Blogs

Globe to Globe Blog: A Yoruban Winter’s Tale

Muse of Fire producers/directors/actors Dan Poole and Giles Terera continue their guest coverage of Globe to Globe, the staging of Shakespeare’s plays in a
different language courtesy of 37 visiting international theatre
companies as part of the World Shakespeare
Festival until 9 June 2012.

Dan and Giles were at Shakespeare’s Globe to see a production of The Winter’s Tale from Nigeria.


GILES: We’ve seen more Shakespeare productions this year than a
Stratford widow woman.

The phone’ll ring and it’ll be big Dan saying, “What play are we seeing
tonight G?”

“I’m not 100% sure, The Merry Wives Of Richard Third I think.”

DAN: We’ll meet at St Pauls and trot across the bridge, happy for the
mystery and the excitement. On the other side of that bridge await the
now legendary Globe Burgers, as does another production of another
play from another company.

GILES: People always ask us, “Why the hell are you doing all this? Are
you nuts?”

DAN: They may have a point. We can’t deny that in the last four years
making this movie – Muse Of Fire we’ve done some pretty crazy things in
some pretty far flung corners of the world, but ultimately the question
for us is why WOULDN’T we come and see all these productions? We’ve
been all over the world and now the world is coming here.

GILES: And actually it’s tougher PERFORMING the same play night
after night. Try doing Hamlet for a year. That’ll send you batshit crazy
quicker than you can say Koni 2012.

I never knew Shakespeare wrote an African play.

DAN: Nigerian to be precise.

GILES: Yoruba to be strictly accurate. The night is sweltering for the
first time and the place is rammed. But not at 7.30 it ain’t. This is an
African night baby, so a 7.30pm perfromance isn’t legally obliged to
start until at least 8.03 or thereabouts. No one seems to mind this and
in fact I got the feeling that it would be weird if we DID start on time.
Audience and company seemed happy enough with this arrangement
and audience members were still turning up puffing but dressed to kill
right up until the end of the first half. Which ran at almost two hours. So
it’s all good.

DAN: It’s a play about time after all. And a 100% proof jealousy.

GILES: I’d never seen the play before.

DAN Neither had I.

GILES: King Leontes invites his mate Polixenes to stay his visit in
Sicilia a bit longer. Polixenes resists and then ends up giving in to hang
out for a few more weeks. No sooner does this happen than Leontes gets
it into his thick head that his old lady Hemione and Polixenes and are
having an affair. Typical.

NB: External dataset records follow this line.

#![forbid(unsafe_code)]

//! View-state machines for the Pelagic showcase.
//!
//! Every interactive page section composes the same few primitives:
//!
//! - [`Delay`] - a one-shot, tick-driven deferred transition
//! - [`VisibilityGate`] - the Closed/Open overlay state machine with a
//!   persisted "seen" marker and scoped scroll locking
//! - [`Catalog`] - an ordered, immutable record list with a single active
//!   filter and a grouped-by-category view
//! - [`Selection`] - a nullable pointer to the currently selected record
//! - [`ContactForm`] - the simulated-submission form machine
//! - [`PrefStore`] - the injected preference service backing the gate's
//!   persisted markers
//!
//! # Concurrency model
//!
//! Single-threaded and cooperative: all mutation happens in user-interaction
//! callbacks or through `tick(delta)` calls driven by the host's frame clock.
//! Nothing here spawns threads or blocks; dropping an owner cancels any
//! pending deferred transition for free.

pub mod catalog;
pub mod delay;
pub mod form;
pub mod gate;
pub mod prefs;
pub mod selection;

pub use catalog::Catalog;
pub use delay::Delay;
pub use form::{ContactForm, Field, FormConfig, Phase, SubmitOutcome};
pub use gate::{GateConfig, GateState, ScrollLock, VisibilityGate};
pub use prefs::{FilePrefs, MemoryPrefs, PrefStore};
pub use selection::{SelectMode, Selection};
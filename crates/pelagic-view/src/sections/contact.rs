//! Contact section: the form, contact channels, and quick actions.

use std::time::Duration;

use pelagic_content::copy::{CONTACT_CHANNELS, QUICK_ACTIONS};
use pelagic_state::{ContactForm, Field, FormConfig, Phase};

use crate::compose::SectionComposer;
use crate::node::{FormSlot, ViewNode};

/// Banner shown while the success phase holds.
const SENT_BANNER: &str = "Message sent successfully! We'll get back to you soon.";
/// Banner shown after a rejected submission.
const FAILED_BANNER: &str = "Something went wrong. Please try again.";

/// The contact form plus the static channel and quick-action cards. The only
/// timed state on the page besides the overlay gate.
#[derive(Debug)]
pub struct ContactSection {
    form: ContactForm,
}

impl ContactSection {
    pub fn new(config: FormConfig) -> Self {
        Self {
            form: ContactForm::new(config),
        }
    }

    /// Type into a field. Ignored while a submission is in flight.
    pub fn set_field(&mut self, field: Field, value: impl Into<String>) {
        self.form.set(field, value);
    }

    /// Press the submit button. Returns `false` when the form is not
    /// editable.
    pub fn submit(&mut self) -> bool {
        self.form.submit()
    }

    pub fn form(&self) -> &ContactForm {
        &self.form
    }

    fn banner(&self) -> Option<&'static str> {
        match self.form.phase() {
            Phase::Submitted => Some(SENT_BANNER),
            Phase::Failed => Some(FAILED_BANNER),
            Phase::Editing | Phase::Submitting => None,
        }
    }
}

impl Default for ContactSection {
    fn default() -> Self {
        Self::new(FormConfig::default())
    }
}

impl SectionComposer for ContactSection {
    fn anchor(&self) -> &'static str {
        "contact"
    }

    fn title(&self) -> &'static str {
        "Get in Touch"
    }

    fn build(&self) -> ViewNode {
        let mut children = vec![ViewNode::Form(FormSlot {
            phase: self.form.phase(),
            fields: Field::ALL
                .iter()
                .map(|f| (f.label(), self.form.get(*f).to_owned()))
                .collect(),
            banner: self.banner(),
        })];
        children.push(ViewNode::Group {
            title: "Contact Channels",
            children: CONTACT_CHANNELS
                .iter()
                .map(|ch| ViewNode::Card {
                    id: ch.title,
                    title: ch.title.to_owned(),
                    selected: false,
                    children: ch
                        .lines
                        .iter()
                        .map(|line| ViewNode::text(*line))
                        .chain(std::iter::once(ViewNode::Link {
                            label: ch.title,
                            target: ch.action,
                        }))
                        .collect(),
                })
                .collect(),
        });
        children.push(ViewNode::Group {
            title: "Quick Actions",
            children: QUICK_ACTIONS
                .iter()
                .map(|qa| ViewNode::Card {
                    id: qa.title,
                    title: qa.title.to_owned(),
                    selected: false,
                    children: vec![
                        ViewNode::text(qa.blurb),
                        ViewNode::Link {
                            label: qa.title,
                            target: qa.action,
                        },
                    ],
                })
                .collect(),
        });
        ViewNode::Section {
            anchor: self.anchor(),
            title: self.title(),
            children,
        }
    }

    fn tick(&mut self, delta: Duration) {
        self.form.tick(delta);
    }
}

#[cfg(test)]
mod tests {
    use super::*;

    fn filled() -> ContactSection {
        let mut section = ContactSection::default();
        section.set_field(Field::Name, "Jane");
        section.set_field(Field::Email, "j@x.com");
        section.set_field(Field::Message, "hi");
        section
    }

    fn form_slot(tree: &ViewNode) -> FormSlot {
        let mut slot = None;
        tree.walk(&mut |node| {
            if let ViewNode::Form(s) = node {
                slot = Some(s.clone());
            }
        });
        slot.unwrap()
    }

    #[test]
    fn editing_slot_has_no_banner() {
        let section = filled();
        let slot = form_slot(&section.build());
        assert_eq!(slot.phase, Phase::Editing);
        assert!(slot.banner.is_none());
        assert_eq!(slot.fields.len(), 4);
    }

    #[test]
    fn submit_lands_and_resets_through_ticks() {
        let mut section = filled();
        assert!(section.submit());

        section.tick(Duration::from_millis(2000));
        let slot = form_slot(&section.build());
        assert_eq!(slot.phase, Phase::Submitted);
        assert_eq!(slot.banner, Some(SENT_BANNER));

        section.tick(Duration::from_millis(3000));
        let slot = form_slot(&section.build());
        assert_eq!(slot.phase, Phase::Editing);
        assert!(slot.fields.iter().all(|(_, v)| v.is_empty()));
    }

    #[test]
    fn channels_and_actions_render_as_cards() {
        let tree = ContactSection::default().build();
        // 4 channels + 3 quick actions.
        assert_eq!(tree.count(|n| matches!(n, ViewNode::Card { .. })), 7);
    }
}
//! Technology ecosystem grid and product dossier modal.

use pelagic_content::products::{PRODUCTS, Product};
use pelagic_content::record::Record;
use pelagic_state::{Catalog, SelectMode, Selection};

use crate::compose::SectionComposer;
use crate::node::ViewNode;

// The ecosystem grid shows every product; the catalog exists for selection
// containment, so only the sentinel token is declared.
static GRID_TOKENS: &[&str] = &["all"];

/// Product grid with a detail-modal selection pointer. Clicking a card opens
/// its dossier; clicking another card swaps the dossier in place.
#[derive(Debug)]
pub struct EcosystemSection {
    catalog: Catalog<Product>,
    selection: Selection,
}

impl EcosystemSection {
    pub fn new() -> Self {
        Self {
            catalog: Catalog::new(&PRODUCTS, GRID_TOKENS),
            selection: Selection::new(SelectMode::Replace),
        }
    }

    /// Open the dossier modal for a product.
    ///
    /// # Panics
    ///
    /// Panics if `key` is not a product key.
    pub fn select(&mut self, key: &str) {
        self.selection.select(key, &self.catalog);
    }

    /// Close the dossier modal.
    pub fn clear_selection(&mut self) {
        self.selection.clear();
    }

    pub fn selected(&self) -> Option<&'static Product> {
        self.selection.resolve(&self.catalog)
    }

    fn card(&self, product: &'static Product) -> ViewNode {
        ViewNode::Card {
            id: product.id(),
            title: product.name.to_owned(),
            selected: self.selection.is_selected(product.id()),
            children: vec![
                ViewNode::Badge {
                    label: product.status.label().to_owned(),
                    tone: product.accent.name(),
                },
                ViewNode::text(product.blurb),
            ],
        }
    }

    fn dossier(&self, product: &'static Product) -> ViewNode {
        let mut children = vec![
            ViewNode::Badge {
                label: product.status.label().to_owned(),
                tone: product.accent.name(),
            },
            ViewNode::text(product.description),
            ViewNode::Group {
                title: "Key Features",
                children: product
                    .features
                    .iter()
                    .map(|f| ViewNode::text(*f))
                    .collect(),
            },
            ViewNode::KeyValue(
                product
                    .specs
                    .iter()
                    .map(|m| (m.label.to_owned(), m.value.to_owned()))
                    .collect(),
            ),
        ];
        children.extend(product.gauges.iter().map(|m| ViewNode::Gauge {
            label: m.label.to_owned(),
            value: m.value.to_owned(),
            percent: m.percent.unwrap_or(0.0),
        }));
        children.extend(product.info.iter().map(|section| ViewNode::Group {
            title: section.title,
            children: vec![ViewNode::text(section.body)],
        }));
        children.push(ViewNode::text(format!("Last updated {}", product.updated)));
        ViewNode::Modal {
            title: product.name.to_owned(),
            children,
        }
    }
}

impl Default for EcosystemSection {
    fn default() -> Self {
        Self::new()
    }
}

impl SectionComposer for EcosystemSection {
    fn anchor(&self) -> &'static str {
        "ecosystem"
    }

    fn title(&self) -> &'static str {
        "Technology Ecosystem"
    }

    fn build(&self) -> ViewNode {
        let mut children: Vec<ViewNode> = self
            .catalog
            .all()
            .iter()
            .map(|p| self.card(p))
            .collect();
        if let Some(product) = self.selected() {
            children.push(self.dossier(product));
        }
        ViewNode::Section {
            anchor: self.anchor(),
            title: self.title(),
            children,
        }
    }
}

#[cfg(test)]
mod tests {
    use super::*;

    #[test]
    fn grid_shows_all_nine_products() {
        let section = EcosystemSection::new();
        let tree = section.build();
        assert_eq!(tree.card_ids().len(), 9);
        assert_eq!(tree.count(|n| matches!(n, ViewNode::Modal { .. })), 0);
    }

    #[test]
    fn selecting_opens_the_dossier() {
        let mut section = EcosystemSection::new();
        section.select("deepseaguard");
        let tree = section.build();
        assert_eq!(tree.count(|n| matches!(n, ViewNode::Modal { .. })), 1);

        // Replace semantics: re-selecting keeps the dossier open.
        section.select("deepseaguard");
        assert!(section.selected().is_some());

        section.clear_selection();
        assert!(section.selected().is_none());
    }

    #[test]
    fn selected_card_is_flagged() {
        let mut section = EcosystemSection::new();
        section.select("sealink");
        let tree = section.build();
        let mut flagged = Vec::new();
        tree.walk(&mut |node| {
            if let ViewNode::Card { id, selected: true, .. } = node {
                flagged.push(*id);
            }
        });
        assert_eq!(flagged, vec!["sealink"]);
    }
}
//! Catalog filtering and grouping benchmarks.

use criterion::{Criterion, black_box, criterion_group, criterion_main};
use pelagic_content::classify::Classifier;
use pelagic_content::team::{FILTER_TOKENS, TEAM};
use pelagic_state::Catalog;

fn bench_visible(c: &mut Criterion) {
    let mut catalog = Catalog::new(&TEAM, FILTER_TOKENS);
    catalog.set_filter("robotics");
    c.bench_function("catalog_visible_filtered", |b| {
        b.iter(|| black_box(catalog.visible()))
    });
}

fn bench_grouped(c: &mut Criterion) {
    let catalog = Catalog::new(&TEAM, FILTER_TOKENS);
    let classifier = Classifier::team();
    c.bench_function("catalog_grouped_full", |b| {
        b.iter(|| black_box(catalog.grouped(&classifier)))
    });
}

criterion_group!(benches, bench_visible, bench_grouped);
criterion_main!(benches);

It’s this self created jealousy that consumes
Leontes and microwaves everyone else.

DAN: Apparently there are many Yoruba tales similar to this one. So
the company adapted and mixed Shakespeare’s work with their own.
Drums and comedy glue the whole thing together and once again the
story telling is strong enough that we don’t really need the tittles after a
while.

GILES: The slight majority Yoruba audience voice their approval,
distain and occasionally finish off a phrase that one of the characters
might speak in an erupting chorus.

DAN: The story was told by Time. Not Shakespeare’s invention I don’t
think. But Yoruban. Interesting that. Time: A beautiful, tall woman in
head wrap. Sometimes singing, sometimes coming towards us, other
times moving away. Sometimes fast, other times slow. Always watching.
Always there. Always present.

GILES: Two things there were not in this production: no dildo and no
bear.

DAN: Now, in Shakespeare’s play there’s a reference made to a dildo at
one point. I can’t think that they kept that bit in. Although there was
one huge laugh that seemed to stop the show somewhere around the
third act, and it was to do with something sexual, but I couldn’t be sure.

GILES: And the greatest stage direction in all world drama “Exit
pursued by bear.” Well there weren’t no bear in this production. Which
is a shame because I understand it’s usually the highlight of any
Winter’s Tale. But after a while I came to terms with it and my respect
for the Yoruba production grew even more because – there aren’t any bears in Africa.